JACKY: I think what comes out of the experience of the three of you is that sense of you never know when that moment might present itself and it’s not necessarily set in stone, that from the get-go this is what I’m going to be. Kate’s kindly put up the link to information about the NCW Emerging Translator mentoring scheme, so please, people that are with us, do avail yourself of that really useful information. Helen has asked a question, so I will throw it out to whoever would like to start this. She says, ‘I’m intrigued to find out more about the mentorship scheme but could you please point me in the right direction. I’m a newbie who’s emerging from teaching French and German and trying to establish a specialist area.’ So if we put that to the translators, how did you take those first steps of going into a specialist area and which area was that first specialist area that you went into? Rosie, do you want to set us off on that?

 

ROSIE: I think I did the opposite, actually, picking a specialist area, and how much picking was involved is another thing because when I started out I was doing short samples, so it was very much a case of being connected with someone, somebody giving my details and in this case it was Kari. She put me in touch with an agent, for instance, so it kind of went from there. But what I found helpful at the time was just to do as many different kinds of texts as possible. We’re speaking about genre today, but I did children’s literature, I did cookery books, I did a lot of commercial stuff, I did a catalogue about banisters that go down stairs, I did a diabetes survey, anything that was offered to me, pretty much, and by doing that I was able to find out what am I good at, not so good at, not so fond of, what am I willing to do for the money anyway, that kind of thing.

 

JACKY: Thank you. Megan, was it the same for you or did you go straight into that specialist area?

 

MEGAN: No.

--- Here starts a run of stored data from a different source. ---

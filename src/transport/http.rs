//! HTTP transport implementation

use std::{
    collections::HashMap,
    task::{Context, Poll},
    time::Duration,
};

use async_trait::async_trait;
use futures::TryStreamExt;
use reqwest::header::HeaderMap;
use url::Url;

use crate::protocol::error::AgentError;

use super::{StreamingTransportResponse, Transport, TransportRequest, TransportResponse};

/// HTTP transport implementation using reqwest
#[derive(Clone, Debug)]
pub struct HttpTransport {
    client: reqwest::Client,
    base_url: Url,
}

impl HttpTransport {
    /// Create a new HTTP transport
    ///
    /// # Arguments
    ///
    /// * `base_url` - The base URL endpoints are resolved against
    pub fn new(base_url: Url) -> Self {
        Self {
            client: reqwest::Client::new(),
            base_url,
        }
    }

    /// Create a transport whose connect and per-read waits are bounded
    ///
    /// The bound applies to each read, not to the whole body, so long
    /// streams stay open while chunks keep arriving.
    ///
    /// # Errors
    ///
    /// Returns an error if the underlying HTTP client cannot be built
    pub fn with_timeout(base_url: Url, timeout: Duration) -> Result<Self, AgentError> {
        let client = reqwest::Client::builder()
            .connect_timeout(timeout)
            .read_timeout(timeout)
            .build()?;
        Ok(Self { client, base_url })
    }

    fn request_builder(
        &self,
        request: TransportRequest,
    ) -> Result<reqwest::RequestBuilder, AgentError> {
        let url = self.url_for(&request.endpoint);

        let mut req_builder = match request.method.as_str() {
            "POST" => self.client.post(&url),
            "GET" => self.client.get(&url),
            "PUT" => self.client.put(&url),
            "DELETE" => self.client.delete(&url),
            _ => {
                return Err(AgentError::Transport(format!(
                    "Unsupported HTTP method: {}",
                    request.method
                )))
            }
        };

        for (key, value) in request.headers {
            req_builder = req_builder.header(key, value);
        }

        if !request.body.is_empty() {
            req_builder = req_builder.body(request.body);
        }

        Ok(req_builder)
    }
}

fn header_map(headers: &HeaderMap) -> HashMap<String, String> {
    headers
        .iter()
        .map(|(k, v)| (k.to_string(), v.to_str().unwrap_or("").to_string()))
        .collect()
}

#[async_trait]
impl Transport for HttpTransport {
    fn poll_ready(&mut self, _cx: &mut Context<'_>) -> Poll<Result<(), AgentError>> {
        // HTTP client is always ready
        Poll::Ready(Ok(()))
    }

    async fn execute(&self, request: TransportRequest) -> Result<TransportResponse, AgentError> {
        tracing::debug!(method = %request.method, url = %self.url_for(&request.endpoint), "sending request");

        let response = self.request_builder(request)?.send().await?;

        let status = response.status().as_u16();
        let headers = header_map(response.headers());
        let body = response.bytes().await?;

        Ok(TransportResponse {
            status,
            headers,
            body,
        })
    }

    async fn execute_streaming(
        &self,
        request: TransportRequest,
    ) -> Result<StreamingTransportResponse, AgentError> {
        tracing::debug!(method = %request.method, url = %self.url_for(&request.endpoint), "opening stream");

        let response = self.request_builder(request)?.send().await?;

        let status = response.status().as_u16();
        let headers = header_map(response.headers());
        let body = response.bytes_stream().map_err(AgentError::from);

        Ok(StreamingTransportResponse {
            status,
            headers,
            body: Box::pin(body),
        })
    }

    fn base_url(&self) -> &Url {
        &self.base_url
    }
}
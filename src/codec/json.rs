//! JSON codec for the gateway's discovery documents

use bytes::Bytes;

use crate::{
    codec::Codec,
    protocol::{
        agent::{AgentCard, AgentRegistry},
        error::AgentError,
        operation::AgentOperation,
    },
    service::response::AgentResponse,
};

/// JSON codec for agent cards and the agent registry
///
/// Both documents are fetched with `GET`, so requests carry no body.
#[derive(Debug, Clone, Default)]
pub struct JsonCodec;

impl JsonCodec {
    /// Create a new JSON codec
    pub fn new() -> Self {
        Self
    }
}

impl Codec for JsonCodec {
    fn encode_request(&self, operation: &AgentOperation) -> Result<Bytes, AgentError> {
        match operation {
            AgentOperation::GetAgentCard { .. } | AgentOperation::ListAgents => Ok(Bytes::new()),
            other => Err(AgentError::Protocol(format!(
                "JSON codec cannot encode '{}'",
                other.name()
            ))),
        }
    }

    fn decode_response(
        &self,
        body: &[u8],
        operation: &AgentOperation,
    ) -> Result<AgentResponse, AgentError> {
        if body.is_empty() {
            return Err(AgentError::Protocol(format!(
                "Empty '{}' document",
                operation.name()
            )));
        }

        match operation {
            AgentOperation::GetAgentCard { .. } => {
                let card: AgentCard = serde_json::from_slice(body)?;
                Ok(AgentResponse::AgentCard(Box::new(card)))
            }
            AgentOperation::ListAgents => {
                let registry: AgentRegistry = serde_json::from_slice(body)?;
                Ok(AgentResponse::AgentRegistry(registry))
            }
            other => Err(AgentError::Protocol(format!(
                "JSON codec cannot decode '{}'",
                other.name()
            ))),
        }
    }

    fn content_type(&self) -> &str {
        "application/json"
    }
}
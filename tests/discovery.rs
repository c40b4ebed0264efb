//! Agent discovery against an unreachable gateway

use std::time::Duration;

use tower_chat_agent::prelude::*;

fn unreachable_config() -> DiscoveryConfig {
    DiscoveryConfig::new("http://127.0.0.1:1/api/v1/dev/aigateway/agents")
        .unwrap()
        .with_agent_name("ai-gk-chatbot")
        .with_timeout(Duration::from_secs(2))
}

#[tokio::test]
async fn test_resolver_reports_unreachable_gateway() {
    let config = unreachable_config();
    let resolver = CardResolver::from_config(&config).unwrap();

    match resolver.get_agent_card(Some(&config.card_path())).await {
        Err(AgentError::Unreachable { .. }) | Err(AgentError::Timeout) => {}
        other => panic!("Expected Unreachable error, got {:?}", other.err()),
    }
}

#[tokio::test]
async fn test_failed_discovery_prints_no_response() {
    let mut renderer = Renderer::new(Vec::new());

    let result = Invocation::streaming()
        .with_echo(true)
        .with_label("Agent Response:")
        .invoke(
            AgentSource::Discovered(unreachable_config()),
            ChatMessage::new("test1234", ChatRole::User, "Tell me a story about boats"),
            &mut renderer,
        )
        .await;

    assert!(result.is_err());

    let printed = String::from_utf8(renderer.into_inner()).unwrap();
    assert!(!printed.contains("Agent Response"));
}
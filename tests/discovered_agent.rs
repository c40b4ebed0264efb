//! Connecting to agents through a local gateway
//!
//! A small axum server stands in for the gateway: it serves the public
//! card, the authenticated extended card and the JSON-RPC invocation
//! endpoints the cards point at.

use std::sync::{Arc, Mutex};

use axum::{
    extract::State,
    http::{header, HeaderMap, StatusCode},
    response::{IntoResponse, Response},
    routing::{get, post},
    Json, Router,
};
use serde_json::{json, Value};
use tokio::net::TcpListener;
use tower_chat_agent::prelude::*;

const GATEWAY_TOKEN: &str = "gateway-token";

const CARD_ROUTE: &str = "/agents/.well-known/ai-gk-chatbot.json";
const EXTENDED_CARD_ROUTE: &str = "/agents/agent/authenticatedExtendedCard";
const INVOKE_ROUTE: &str = "/agents/ai-gk-chatbot/invoke";
const EXTENDED_INVOKE_ROUTE: &str = "/agents/ai-gk-chatbot/extended/invoke";

#[derive(Clone)]
struct Gateway {
    base: String,
    serves_extended_card: bool,
    hits: Arc<Mutex<Vec<&'static str>>>,
}

impl Gateway {
    fn hit(&self, route: &'static str) {
        self.hits.lock().unwrap().push(route);
    }

    fn card(&self, name: &str, invoke_path: &str) -> Value {
        json!({
            "protocolVersion": "0.3.0",
            "name": name,
            "description": "General chatbot",
            "url": format!("{}{}", self.base, invoke_path),
            "preferredTransport": "JSONRPC",
            "capabilities": {"streaming": true},
            "defaultInputModes": ["text"],
            "defaultOutputModes": ["text"],
            "skills": [],
            "supportsAuthenticatedExtendedCard": true
        })
    }
}

/// A running gateway and the routes it has served so far
struct LocalGateway {
    agents_url: String,
    hits: Arc<Mutex<Vec<&'static str>>>,
}

impl LocalGateway {
    async fn start(serves_extended_card: bool) -> Self {
        let listener = TcpListener::bind("127.0.0.1:0").await.unwrap();
        let base = format!("http://{}", listener.local_addr().unwrap());
        let hits = Arc::new(Mutex::new(Vec::new()));

        let gateway = Gateway {
            base: base.clone(),
            serves_extended_card,
            hits: hits.clone(),
        };
        let app = Router::new()
            .route(CARD_ROUTE, get(public_card))
            .route(EXTENDED_CARD_ROUTE, get(extended_card))
            .route(INVOKE_ROUTE, post(invoke))
            .route(EXTENDED_INVOKE_ROUTE, post(invoke_extended))
            .with_state(gateway);

        tokio::spawn(async move {
            axum::serve(listener, app).await.unwrap();
        });

        Self {
            agents_url: format!("{}/agents", base),
            hits,
        }
    }

    fn hits(&self) -> Vec<&'static str> {
        self.hits.lock().unwrap().clone()
    }
}

async fn public_card(State(gateway): State<Gateway>) -> Json<Value> {
    gateway.hit("card");
    Json(gateway.card("ai-gk-chatbot", INVOKE_ROUTE))
}

async fn extended_card(State(gateway): State<Gateway>, headers: HeaderMap) -> Response {
    gateway.hit("extended-card");
    if !gateway.serves_extended_card {
        return StatusCode::NOT_FOUND.into_response();
    }

    let authorized = headers
        .get(header::AUTHORIZATION)
        .and_then(|value| value.to_str().ok())
        .map(|value| value == format!("Bearer {}", GATEWAY_TOKEN))
        .unwrap_or(false);
    if !authorized {
        return StatusCode::UNAUTHORIZED.into_response();
    }

    let card = gateway.card("ai-gk-chatbot-extended", EXTENDED_INVOKE_ROUTE);
    Json(card).into_response()
}

async fn invoke(State(gateway): State<Gateway>, Json(request): Json<Value>) -> Response {
    gateway.hit("invoke");
    reply(&request, &["Once", " upon", " a time"])
}

async fn invoke_extended(State(gateway): State<Gateway>, Json(request): Json<Value>) -> Response {
    gateway.hit("extended-invoke");
    reply(&request, &["Once", " upon", " a tide"])
}

/// Answers `message/stream` with SSE frames and `message/send` with a task
fn reply(request: &Value, chunks: &[&str]) -> Response {
    let id = request["id"].clone();

    if request["method"] == "message/send" {
        let task = json!({
            "kind": "task",
            "id": "t-1",
            "contextId": "c-1",
            "status": {"state": "completed"},
            "artifacts": [{
                "artifactId": "a-1",
                "parts": [{"kind": "text", "text": chunks.concat()}]
            }]
        });
        return Json(json!({"jsonrpc": "2.0", "id": id, "result": task})).into_response();
    }

    let mut events = vec![
        json!({"kind": "task", "id": "t-1", "contextId": "c-1", "status": {"state": "submitted"}}),
        json!({"kind": "status-update", "taskId": "t-1", "contextId": "c-1", "final": false,
               "status": {"state": "working"}}),
    ];
    for (index, chunk) in chunks.iter().enumerate() {
        events.push(json!({
            "kind": "artifact-update",
            "taskId": "t-1",
            "contextId": "c-1",
            "append": index > 0,
            "artifact": {"artifactId": "a-1", "parts": [{"kind": "text", "text": chunk}]}
        }));
    }
    events.push(json!({"kind": "status-update", "taskId": "t-1", "contextId": "c-1", "final": true,
                       "status": {"state": "completed"}}));

    let body: String = events
        .iter()
        .map(|event| json!({"jsonrpc": "2.0", "id": id, "result": event}))
        .map(|frame| format!("data: {}\n\n", frame))
        .collect();

    ([(header::CONTENT_TYPE, "text/event-stream")], body).into_response()
}

async fn discover_and_stream(config: DiscoveryConfig) -> Result<String, AgentError> {
    let mut renderer = Renderer::new(Vec::new());

    Invocation::streaming()
        .with_echo(true)
        .with_label("Agent Response:")
        .invoke(
            AgentSource::Discovered(config),
            ChatMessage::new("test1234", ChatRole::User, "Tell me a story about boats"),
            &mut renderer,
        )
        .await?;

    Ok(String::from_utf8(renderer.into_inner()).unwrap())
}

#[tokio::test]
async fn test_discovered_stream_with_public_card() {
    let gateway = LocalGateway::start(true).await;
    let config = DiscoveryConfig::new(&gateway.agents_url)
        .unwrap()
        .with_extended_card(false);

    let printed = discover_and_stream(config).await.unwrap();

    assert_eq!(
        printed,
        "User message:  Tell me a story about boats\nAgent Response: Once upon a time\n"
    );
    assert_eq!(gateway.hits(), ["card", "invoke"]);
}

#[tokio::test]
async fn test_discovered_stream_falls_back_to_public_card() {
    let gateway = LocalGateway::start(false).await;
    let config = DiscoveryConfig::new(&gateway.agents_url)
        .unwrap()
        .with_extended_card(true);

    let printed = discover_and_stream(config).await.unwrap();

    assert_eq!(
        printed,
        "User message:  Tell me a story about boats\nAgent Response: Once upon a time\n"
    );
    assert_eq!(gateway.hits(), ["card", "extended-card", "invoke"]);
}

#[tokio::test]
async fn test_discovered_stream_with_extended_card() {
    let gateway = LocalGateway::start(true).await;
    let config = DiscoveryConfig::new(&gateway.agents_url)
        .unwrap()
        .with_extended_card(true)
        .with_credential(CredentialConfig::Bearer(GATEWAY_TOKEN.into()));

    let printed = discover_and_stream(config).await.unwrap();

    assert_eq!(
        printed,
        "User message:  Tell me a story about boats\nAgent Response: Once upon a tide\n"
    );
    assert_eq!(gateway.hits(), ["card", "extended-card", "extended-invoke"]);
}

#[tokio::test]
async fn test_remote_agent_complete_response() {
    let gateway = LocalGateway::start(false).await;
    let url = format!("{}/ai-gk-chatbot/invoke", gateway.agents_url);
    let config = RemoteAgentConfig::new("test-agent", &url).unwrap();
    let mut renderer = Renderer::new(Vec::new());

    let text = Invocation::complete()
        .with_echo(true)
        .with_label("Agent Response:")
        .invoke(
            AgentSource::Remote(config),
            ChatMessage::new("test1234", ChatRole::User, "Tell me a joke about rain"),
            &mut renderer,
        )
        .await
        .unwrap();

    assert_eq!(text, "Once upon a time");
    assert_eq!(
        String::from_utf8(renderer.into_inner()).unwrap(),
        "User message:  Tell me a joke about rain\nAgent Response:\nOnce upon a time\n"
    );
    assert_eq!(gateway.hits(), ["invoke"]);
}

I’m laughing because that was word for word the exact same for me, for the commercial side as well. It’s a difficult industry in some ways and it’s just so fragmented, so getting the work is really about building a portfolio. So for me it was about honing my skills through all of the work that I was getting in, that I was desperate for, and then that meant I was guided as to where I felt my passions and interests lay and I think you’re very lucky if you can get straight into specialization but I certainly did try. I was certainly doing a lot of passion projects on texts that I really loved on the side, but of course not paid, so it’s difficult.

 

JACKY: I’d like us to come to that point as well of going from the training to actually being able to present a piece of work, that you know that that hard work is recognised by being published and being paid for that work. Alex, just to make sure that we hear from you about getting started and if you were able to work in a specialist area.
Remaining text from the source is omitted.